§ **What the task asks**
Without changing a single word, write out every entry.

★ ★ ★ ★ ★ ★ ★

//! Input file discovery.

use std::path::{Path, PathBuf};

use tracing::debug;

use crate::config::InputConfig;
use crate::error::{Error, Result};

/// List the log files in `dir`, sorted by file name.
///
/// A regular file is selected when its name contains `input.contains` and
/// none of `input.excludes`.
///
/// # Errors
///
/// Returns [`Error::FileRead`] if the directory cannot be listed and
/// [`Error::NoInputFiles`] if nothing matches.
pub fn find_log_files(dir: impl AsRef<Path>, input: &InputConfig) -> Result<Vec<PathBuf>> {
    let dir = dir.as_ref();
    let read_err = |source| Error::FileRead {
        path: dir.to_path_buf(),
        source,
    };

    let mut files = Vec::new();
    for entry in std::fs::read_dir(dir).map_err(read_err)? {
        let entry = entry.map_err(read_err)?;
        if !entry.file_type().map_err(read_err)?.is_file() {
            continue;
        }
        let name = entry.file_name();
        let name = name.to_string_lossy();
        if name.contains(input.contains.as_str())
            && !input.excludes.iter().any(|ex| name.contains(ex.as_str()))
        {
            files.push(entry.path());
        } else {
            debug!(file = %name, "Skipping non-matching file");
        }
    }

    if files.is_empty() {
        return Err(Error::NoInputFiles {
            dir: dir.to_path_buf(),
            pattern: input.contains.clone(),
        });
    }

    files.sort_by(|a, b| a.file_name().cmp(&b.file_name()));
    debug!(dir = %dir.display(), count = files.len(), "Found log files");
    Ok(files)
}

★ ★ ★ ★ ★ ★ ★

§ **Final answer**
//! Input file discovery.

use std::path::{Path, PathBuf};

use tracing::debug;

use crate::config::InputConfig;
use crate::error::{Error, Result};

/// List the log files in `dir`, sorted by file name.
///
/// A regular file is selected when its name contains `input.contains` and
/// none of `input.excludes`.
///
/// # Errors
///
/// Returns [`Error::FileRead`] if the directory cannot be listed and
/// [`Error::NoInputFiles`] if nothing matches.
pub fn find_log_files(dir: impl AsRef<Path>, input: &InputConfig) -> Result<Vec<PathBuf>> {
    let dir = dir.as_ref();
    let read_err = |source| Error::FileRead {
        path: dir.to_path_buf(),
        source,
    };

    let mut files = Vec::new();
    for entry in std::fs::read_dir(dir).map_err(read_err)? {
        let entry = entry.map_err(read_err)?;
        if !entry.file_type().map_err(read_err)?.is_file() {
            continue;
        }
        let name = entry.file_name();
        let name = name.to_string_lossy();
        if name.contains(input.contains.as_str())
            && !input.excludes.iter().any(|ex| name.contains(ex.as_str()))
        {
            files.push(entry.path());
        } else {
            debug!(file = %name, "Skipping non-matching file");
        }
    }

    if files.is_empty() {
        return Err(Error::NoInputFiles {
            dir: dir.to_path_buf(),
            pattern: input.contains.clone(),
        });
    }

    files.sort_by(|a, b| a.file_name().cmp(&b.file_name()));
    debug!(dir = %dir.display(), count = files.len(), "Found log files");
    Ok(files)
}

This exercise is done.